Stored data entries
***

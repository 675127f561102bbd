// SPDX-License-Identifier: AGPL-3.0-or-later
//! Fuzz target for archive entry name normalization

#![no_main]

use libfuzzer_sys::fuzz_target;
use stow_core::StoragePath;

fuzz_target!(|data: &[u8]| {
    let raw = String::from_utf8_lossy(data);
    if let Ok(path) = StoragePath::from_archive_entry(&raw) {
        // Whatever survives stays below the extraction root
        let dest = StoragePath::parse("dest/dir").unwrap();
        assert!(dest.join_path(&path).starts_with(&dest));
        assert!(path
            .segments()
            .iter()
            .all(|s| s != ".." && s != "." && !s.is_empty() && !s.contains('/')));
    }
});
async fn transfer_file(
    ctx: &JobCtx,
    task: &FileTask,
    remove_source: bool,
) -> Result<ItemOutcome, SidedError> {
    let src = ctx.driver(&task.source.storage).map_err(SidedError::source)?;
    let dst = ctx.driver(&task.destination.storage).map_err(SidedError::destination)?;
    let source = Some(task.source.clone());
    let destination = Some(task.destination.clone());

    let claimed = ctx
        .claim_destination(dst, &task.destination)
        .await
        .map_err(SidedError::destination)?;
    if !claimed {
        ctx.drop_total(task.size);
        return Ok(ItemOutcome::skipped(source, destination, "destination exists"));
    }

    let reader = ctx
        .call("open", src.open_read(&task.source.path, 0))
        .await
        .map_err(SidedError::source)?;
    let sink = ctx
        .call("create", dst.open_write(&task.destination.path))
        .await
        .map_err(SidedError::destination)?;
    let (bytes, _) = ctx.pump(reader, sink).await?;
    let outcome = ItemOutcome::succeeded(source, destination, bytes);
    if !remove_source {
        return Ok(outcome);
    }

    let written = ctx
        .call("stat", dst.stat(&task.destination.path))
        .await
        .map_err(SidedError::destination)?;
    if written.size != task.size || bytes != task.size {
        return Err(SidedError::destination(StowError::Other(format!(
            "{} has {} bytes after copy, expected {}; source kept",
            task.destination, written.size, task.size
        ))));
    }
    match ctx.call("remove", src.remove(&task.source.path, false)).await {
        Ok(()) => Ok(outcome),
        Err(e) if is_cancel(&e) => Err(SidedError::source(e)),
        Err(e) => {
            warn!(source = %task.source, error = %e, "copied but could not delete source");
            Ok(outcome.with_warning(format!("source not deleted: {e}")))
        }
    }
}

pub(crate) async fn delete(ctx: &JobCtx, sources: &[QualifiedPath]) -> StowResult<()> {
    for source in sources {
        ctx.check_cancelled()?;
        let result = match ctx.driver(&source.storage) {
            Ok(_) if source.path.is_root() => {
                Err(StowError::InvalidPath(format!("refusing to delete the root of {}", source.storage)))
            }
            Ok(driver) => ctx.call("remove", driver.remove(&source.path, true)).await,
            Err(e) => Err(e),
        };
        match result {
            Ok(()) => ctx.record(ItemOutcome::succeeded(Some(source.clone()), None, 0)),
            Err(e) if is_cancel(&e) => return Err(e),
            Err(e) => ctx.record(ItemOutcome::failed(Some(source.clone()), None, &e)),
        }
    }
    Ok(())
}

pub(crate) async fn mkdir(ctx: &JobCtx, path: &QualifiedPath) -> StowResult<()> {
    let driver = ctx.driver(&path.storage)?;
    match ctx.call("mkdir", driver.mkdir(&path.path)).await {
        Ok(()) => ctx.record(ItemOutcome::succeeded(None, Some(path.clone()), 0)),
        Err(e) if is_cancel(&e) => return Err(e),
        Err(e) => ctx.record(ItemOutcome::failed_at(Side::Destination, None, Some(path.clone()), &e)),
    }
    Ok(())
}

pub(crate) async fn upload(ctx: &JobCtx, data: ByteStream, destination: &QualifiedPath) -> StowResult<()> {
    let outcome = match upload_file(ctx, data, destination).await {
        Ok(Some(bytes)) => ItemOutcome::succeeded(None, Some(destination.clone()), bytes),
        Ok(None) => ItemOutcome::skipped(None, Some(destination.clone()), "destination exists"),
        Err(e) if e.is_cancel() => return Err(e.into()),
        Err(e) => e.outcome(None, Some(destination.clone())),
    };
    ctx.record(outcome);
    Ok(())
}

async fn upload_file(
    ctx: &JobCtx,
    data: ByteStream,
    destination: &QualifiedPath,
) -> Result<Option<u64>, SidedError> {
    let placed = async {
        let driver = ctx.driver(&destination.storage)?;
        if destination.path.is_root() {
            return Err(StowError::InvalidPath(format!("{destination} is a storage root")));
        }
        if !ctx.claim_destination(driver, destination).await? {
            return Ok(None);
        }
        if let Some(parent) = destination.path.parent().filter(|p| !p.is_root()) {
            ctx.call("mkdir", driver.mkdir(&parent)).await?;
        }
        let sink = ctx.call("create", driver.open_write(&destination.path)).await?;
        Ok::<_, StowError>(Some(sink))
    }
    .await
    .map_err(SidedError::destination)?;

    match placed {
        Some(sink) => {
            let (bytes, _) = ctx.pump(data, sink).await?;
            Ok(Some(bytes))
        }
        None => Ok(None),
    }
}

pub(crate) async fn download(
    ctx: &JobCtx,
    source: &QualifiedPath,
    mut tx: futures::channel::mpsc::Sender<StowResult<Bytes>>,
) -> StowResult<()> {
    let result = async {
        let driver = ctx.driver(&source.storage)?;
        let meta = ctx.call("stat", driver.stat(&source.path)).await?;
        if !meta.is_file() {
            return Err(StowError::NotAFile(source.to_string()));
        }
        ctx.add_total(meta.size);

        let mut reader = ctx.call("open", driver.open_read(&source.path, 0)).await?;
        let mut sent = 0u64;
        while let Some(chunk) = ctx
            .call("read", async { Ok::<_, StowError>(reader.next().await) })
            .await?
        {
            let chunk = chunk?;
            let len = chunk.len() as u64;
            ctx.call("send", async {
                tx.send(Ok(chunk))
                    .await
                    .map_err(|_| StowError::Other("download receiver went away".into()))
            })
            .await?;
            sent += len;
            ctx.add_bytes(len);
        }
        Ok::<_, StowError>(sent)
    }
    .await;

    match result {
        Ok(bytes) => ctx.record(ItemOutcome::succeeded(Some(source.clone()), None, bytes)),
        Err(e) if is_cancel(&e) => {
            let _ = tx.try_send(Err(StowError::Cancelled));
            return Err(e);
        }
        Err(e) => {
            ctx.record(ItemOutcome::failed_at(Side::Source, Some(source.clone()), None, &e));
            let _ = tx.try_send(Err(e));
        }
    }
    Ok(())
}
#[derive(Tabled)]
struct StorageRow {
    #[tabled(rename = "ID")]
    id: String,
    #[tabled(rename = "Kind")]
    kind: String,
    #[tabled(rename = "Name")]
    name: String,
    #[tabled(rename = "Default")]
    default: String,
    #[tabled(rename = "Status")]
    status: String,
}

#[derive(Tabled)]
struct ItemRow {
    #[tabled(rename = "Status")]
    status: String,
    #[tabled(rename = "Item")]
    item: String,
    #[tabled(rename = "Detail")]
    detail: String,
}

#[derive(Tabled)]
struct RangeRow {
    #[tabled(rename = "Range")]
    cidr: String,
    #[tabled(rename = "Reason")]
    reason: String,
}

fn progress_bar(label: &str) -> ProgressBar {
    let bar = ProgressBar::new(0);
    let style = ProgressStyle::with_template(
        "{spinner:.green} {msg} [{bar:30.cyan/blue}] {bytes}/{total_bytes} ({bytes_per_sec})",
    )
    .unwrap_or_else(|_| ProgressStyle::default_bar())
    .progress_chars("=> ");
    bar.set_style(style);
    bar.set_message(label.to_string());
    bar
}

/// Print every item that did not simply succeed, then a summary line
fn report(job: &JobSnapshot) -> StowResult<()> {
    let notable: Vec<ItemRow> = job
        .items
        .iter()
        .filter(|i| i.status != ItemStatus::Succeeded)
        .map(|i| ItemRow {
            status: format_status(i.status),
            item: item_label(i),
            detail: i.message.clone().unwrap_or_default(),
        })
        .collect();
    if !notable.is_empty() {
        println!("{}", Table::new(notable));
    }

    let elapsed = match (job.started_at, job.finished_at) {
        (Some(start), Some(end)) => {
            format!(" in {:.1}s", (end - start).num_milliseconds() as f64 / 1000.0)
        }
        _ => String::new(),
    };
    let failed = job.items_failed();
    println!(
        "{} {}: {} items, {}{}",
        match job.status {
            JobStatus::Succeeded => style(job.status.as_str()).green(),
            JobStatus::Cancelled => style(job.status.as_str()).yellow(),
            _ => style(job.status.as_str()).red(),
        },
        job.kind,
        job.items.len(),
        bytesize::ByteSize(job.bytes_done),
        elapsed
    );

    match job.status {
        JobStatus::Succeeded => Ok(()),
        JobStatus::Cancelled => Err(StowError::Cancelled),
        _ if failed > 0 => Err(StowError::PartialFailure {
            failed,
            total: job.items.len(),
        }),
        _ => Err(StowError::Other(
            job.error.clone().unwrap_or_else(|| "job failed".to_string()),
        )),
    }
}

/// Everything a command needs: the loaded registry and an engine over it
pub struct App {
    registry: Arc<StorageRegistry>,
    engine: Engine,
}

***

*WHAT TO WORK ON*: Count the lines in the data where "record" occurs. Report the number only.

*EXERCISE RESULT*: 7